You will also see an option to configure email notifications for the source. Email notifications will send email messages to notify the recipient when a source completes successfully or fails. To enable email notifications, click the slider as shown below.

../_images/enableEmailNotifications.png

After clicking the slider, the interface expands to allow configuration. One or more email addresses to receive notifications can be specified, separated by commas. Check one or more boxes to specify the conditions under which emails should be sent.

../_images/configureEmailNotifications.png

Transforms and exports can also be configured to send email notifications.

Example

Koverse hosts some example data files for use in these examples. This data is synthetic and is designed to illustrate how Koverse can be used to explore data sets with the goal of identifying potentially risky internal behavior. There are 5 different files that we’ll load into 5 new Koverse data sets. The files are hosted at the following URLs:

Bank Security Incidents
https://s3.amazonaws.com/koverse-datasets/financial+demo/all-incidents.csv
Bank Transactions
https://s3.amazonaws.com/koverse-datasets/financial+demo/all-transactions.csv
Bank Employee Timesheets
https://s3.amazonaws.com/koverse-datasets/financial+demo/employeeHours.csv
Bank Employees
https://s3.amazonaws.com/koverse-datasets/financial+demo/employees.csv
Bank Departments
https://s3.amazonaws.com/koverse-datasets/financial+demo/orgs.csv

We’ll load these one at a time into individual data sets. To load the first of these we’ll choose ‘URL Source’ from the list. In the parameter labeled ‘Comma-separated list of URLs’ paste in the following URL:

And click ‘Next’.

Then go to Step 2. View a Preview of the Data.

Step 1 (alternative method). Uploading files from desktop

Instead of connecting to an external data source, you can upload files directly from your browser into a data set in Koverse. To do this, click on ‘Upload Files’ on the Add Data Set page.

You can drag and drop files from your desktop into the grey rectangular section on this page or click the ‘Browse Files’ button to select files to upload. These files will be staged and listed on the right. If you wish to remove some staged files before importing, click the minus icon next to the file you wish to remove. To clear all the files currently staged, click on the minus icon at the top of the list of staged files.

../_images/fileUpload.png

Note that typically files loaded into a single data set will have the same ‘schema’ or structure. For example, you may have several CSV files you wish to load. Each CSV file may have a header that identifies the names of fields contained in the CSV records. If the fields in each file are not the same it may make working with the data set more inconvenient later on.

However, Koverse makes no restrictions on the fields that records in a data set can have, and it is often the case that not all records have exactly the same fields.

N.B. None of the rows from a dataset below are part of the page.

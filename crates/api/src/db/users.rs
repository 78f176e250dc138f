//! MongoDB-backed user repository.

use async_trait::async_trait;
use bson::doc;
use chrono::Utc;
use mongodb::{Collection, Database, IndexModel, options::IndexOptions};
use tamarind_core::{Email, UserId};

use super::{RepositoryError, UserStore, is_duplicate_key};
use crate::models::{CartItem, NewUser, User};

const COLLECTION: &str = "users";

/// User repository over the `users` collection.
#[derive(Debug, Clone)]
pub struct MongoUserStore {
    collection: Collection<User>,
}

impl MongoUserStore {
    #[must_use]
    pub fn new(db: &Database) -> Self {
        Self {
            collection: db.collection(COLLECTION),
        }
    }

    /// Create the unique email index.
    ///
    /// Account uniqueness relies on this index; run it at startup before
    /// accepting traffic.
    ///
    /// # Errors
    ///
    /// Returns an error if index creation fails.
    pub async fn ensure_indexes(&self) -> Result<(), RepositoryError> {
        let index = IndexModel::builder()
            .keys(doc! { "email": 1 })
            .options(IndexOptions::builder().unique(true).build())
            .build();
        self.collection.create_index(index).await?;
        Ok(())
    }
}

#[async_trait]
impl UserStore for MongoUserStore {
    async fn find_by_email(&self, email: &Email) -> Result<Option<User>, RepositoryError> {
        let user = self
            .collection
            .find_one(doc! { "email": email.as_str() })
            .await?;
        Ok(user)
    }

    async fn find_by_id(&self, id: UserId) -> Result<Option<User>, RepositoryError> {
        let user = self
            .collection
            .find_one(doc! { "_id": id.as_object_id() })
            .await?;
        Ok(user)
    }

    async fn create(&self, new_user: NewUser) -> Result<User, RepositoryError> {
        let now = Utc::now();
        let user = User {
            id: UserId::new(),
            name: new_user.name,
            email: new_user.email,
            password_hash: new_user.password_hash,
            cart_items: Vec::new(),
            role: tamarind_core::Role::Customer,
            created_at: now,
            updated_at: now,
        };

        match self.collection.insert_one(&user).await {
            Ok(_) => Ok(user),
            Err(e) if is_duplicate_key(&e) => Err(RepositoryError::Conflict(
                "email already registered".to_string(),
            )),
            Err(e) => Err(e.into()),
        }
    }

    async fn update_cart(&self, id: UserId, items: &[CartItem]) -> Result<(), RepositoryError> {
        let items = bson::to_bson(items)?;
        self.collection
            .update_one(
                doc! { "_id": id.as_object_id() },
                doc! { "$set": { "cartItems": items, "updatedAt": bson::DateTime::now() } },
            )
            .await?;
        Ok(())
    }
}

Koverse also does not require that all the values in a particular field be of the same size or type.

If the set of files you want to load are of the same schema (have the same set of fields) but for some reason are of differing formats, e.g. some fields are CSV and others are XML, you should load the files of each format into separate data sets and combine them into one data set later using a transform. This is because Koverse will use one parser per import job, so you can use a CSV parser to import the CSV files in one import, and an XML parser to import XML files in another import job.

Note

Microsoft Word Files

Very large Word files above 1,000 pages in size may cause a failure during import.

When you are satisfied with the list of files staged, click ‘Next’. You will be taken to a preview of records to be imported on the next page.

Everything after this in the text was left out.